For now, the solar industry – which claims to produce the cheapest energy – will have a chance to prove it. And it should get easier since the industry’s largest trade group – the Solar Energy Industries Association (SEIA) – is predicting that electricity costs will increase nationally by $51 billion.
According to a Brattle economic analysis done for SEIA, the Northeast, Midwest, and California will suffer most. The Southeast, many Western States, and Texas will remain relatively unscathed. The Republicans aren’t concerned with California or the Northeast, but the Midwest is Trump country.
SEIA further claims that in its current form, the bill will cost 292,000 jobs, cause 287 factories to close or be cancelled (mostly cancelled), and erase $220 billion in local investment. To be exact, SEIA is saying “Here’s what it could mean…”

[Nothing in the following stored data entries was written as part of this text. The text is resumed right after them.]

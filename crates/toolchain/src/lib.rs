//! # toolchain
//!
//! Pure Rust library for inspecting and managing rustup toolchains.
//!
//! This crate provides functionality for:
//! - Parsing partial toolchain names (`stable`, `nightly-msvc`) and
//!   resolving them against the host triple
//! - Recognizing a toolchain in `rustup toolchain list` output
//! - Installing and removing toolchains and their targets
//! - Choosing the default toolchain
//! - Platform detection for the host triple
//!
//! ## Example
//!
//! ```no_run
//! use toolchain::{Client, InstallOptions, Profile};
//!
//! let client = Client::new().expect("rustup not installed");
//!
//! if !client.is_installed("nightly").unwrap() {
//!     client
//!         .install("nightly", &InstallOptions::new().profile(Profile::Minimal))
//!         .unwrap();
//! }
//!
//! for tc in client.installed().unwrap() {
//!     println!("{tc}");
//! }
//! ```
//!
//! ## Testing
//!
//! [`MockBackend`] keeps toolchains in memory:
//!
//! ```
//! use toolchain::{Client, MockBackend};
//!
//! let client = Client::with_backend(Box::new(
//!     MockBackend::new().with_toolchain("stable-x86_64-unknown-linux-gnu (default)"),
//! ));
//! assert!(client.is_installed("stable").unwrap());
//! assert!(!client.is_installed("beta").unwrap());
//! ```

#![warn(missing_docs)]
#![warn(clippy::all)]

pub mod backend;
pub mod error;
pub mod matcher;
pub mod name;
pub mod platform;
pub mod types;

pub use error::{Error, ErrorCategory, Result};
pub use matcher::ToolchainMatcher;
pub use name::{TargetTriple, ToolchainDesc};
pub use types::{InstallOptions, InstalledToolchain, Platform, Profile};

use backend::Backend;
pub use backend::MockBackend;
use backend::rustup::RustupBackend;

/// High-level client for toolchain operations.
pub struct Client {
    backend: Box<dyn Backend>,
    host: Option<TargetTriple>,
}

impl Client {
    /// Create a new Client backed by the rustup on PATH.
    ///
    /// # Errors
    ///
    /// Returns `Error::RustupNotFound` if rustup is not installed.
    pub fn new() -> Result<Self> {
        Ok(Self::with_backend(Box::new(RustupBackend::new()?)))
    }

    /// Create a client with a custom backend (useful for testing).
    #[must_use]
    pub fn with_backend(backend: Box<dyn Backend>) -> Self {
        Self {
            backend,
            host: None,
        }
    }

    /// Resolve partial names against this host instead of asking rustup.
    #[must_use]
    pub fn with_host(mut self, host: TargetTriple) -> Self {
        self.host = Some(host);
        self
    }

    // =========================================================================
    // Names
    // =========================================================================

    /// The host triple partial names are resolved against.
    pub fn host(&self) -> Result<TargetTriple> {
        match &self.host {
            Some(host) => Ok(host.clone()),
            None => self.backend.default_host(),
        }
    }

    /// Resolve a possibly partial toolchain name to its full form.
    pub fn resolve(&self, name: &str) -> Result<ToolchainDesc> {
        Ok(name.parse::<ToolchainDesc>()?.resolve(&self.host()?))
    }

    /// Build a matcher for a possibly partial toolchain name.
    pub fn matcher(&self, name: &str) -> Result<ToolchainMatcher> {
        ToolchainMatcher::new(name, &self.host()?)
    }

    // =========================================================================
    // Toolchains
    // =========================================================================

    /// Raw `rustup toolchain list` lines.
    pub fn toolchain_lines(&self) -> Result<Vec<String>> {
        self.backend.list_toolchains()
    }

    /// Installed toolchains, without rustup's notices.
    pub fn installed(&self) -> Result<Vec<InstalledToolchain>> {
        Ok(self
            .backend
            .list_toolchains()?
            .iter()
            .filter_map(|line| InstalledToolchain::parse_line(line))
            .collect())
    }

    /// Check if a toolchain is installed.
    pub fn is_installed(&self, name: &str) -> Result<bool> {
        let matcher = self.matcher(name)?;
        Ok(self
            .backend
            .list_toolchains()?
            .iter()
            .any(|line| matcher.matches(line)))
    }

    /// Install a toolchain.
    pub fn install(&self, name: &str, options: &InstallOptions) -> Result<()> {
        self.backend.install_toolchain(name, options)
    }

    /// Uninstall a toolchain.
    pub fn uninstall(&self, name: &str) -> Result<()> {
        self.backend.uninstall_toolchain(name)
    }

    /// The toolchain rustup currently uses by default, if any.
    pub fn default_toolchain(&self) -> Result<Option<InstalledToolchain>> {
        Ok(self.installed()?.into_iter().find(|tc| tc.is_default))
    }

    /// Make an installed toolchain the default.
    pub fn set_default(&self, name: &str) -> Result<()> {
        self.backend.set_default(name)
    }

    // =========================================================================
    // Targets
    // =========================================================================

    /// Targets installed for a toolchain.
    pub fn targets(&self, toolchain: &str) -> Result<Vec<String>> {
        self.backend.list_targets(toolchain)
    }

    /// Add a target to a toolchain.
    pub fn add_target(&self, toolchain: &str, target: &str) -> Result<()> {
        self.backend.add_target(toolchain, target)
    }

    /// Remove a target from a toolchain.
    pub fn remove_target(&self, toolchain: &str, target: &str) -> Result<()> {
        self.backend.remove_target(toolchain, target)
    }
}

I doubt the numbers are accurate. Still, the general impact is correct. If enacted, the legislation will cost jobs, stop projects, and hit some local economies.
It won’t matter.
Consider that the reconciliation bill prevents a tax increase, and for some will reduce taxes. That’s a measurable impact, whereas the loss of future spending is nebulous. Also consider that the U.S. economy is about $30 trillion. A $220 billion hit amounts to less than a 1% impact. As for jobs, the reality is that solar jobs come during construction and go after completion.
Lastly, the cost of energy argument. That will be tough to prove. Renewables have done little to lower costs, so attributing future increases to the legislation is problematic.
It’s time for the solar industry to prove it can continue to flourish sans the generous subsidies that the IRA provided.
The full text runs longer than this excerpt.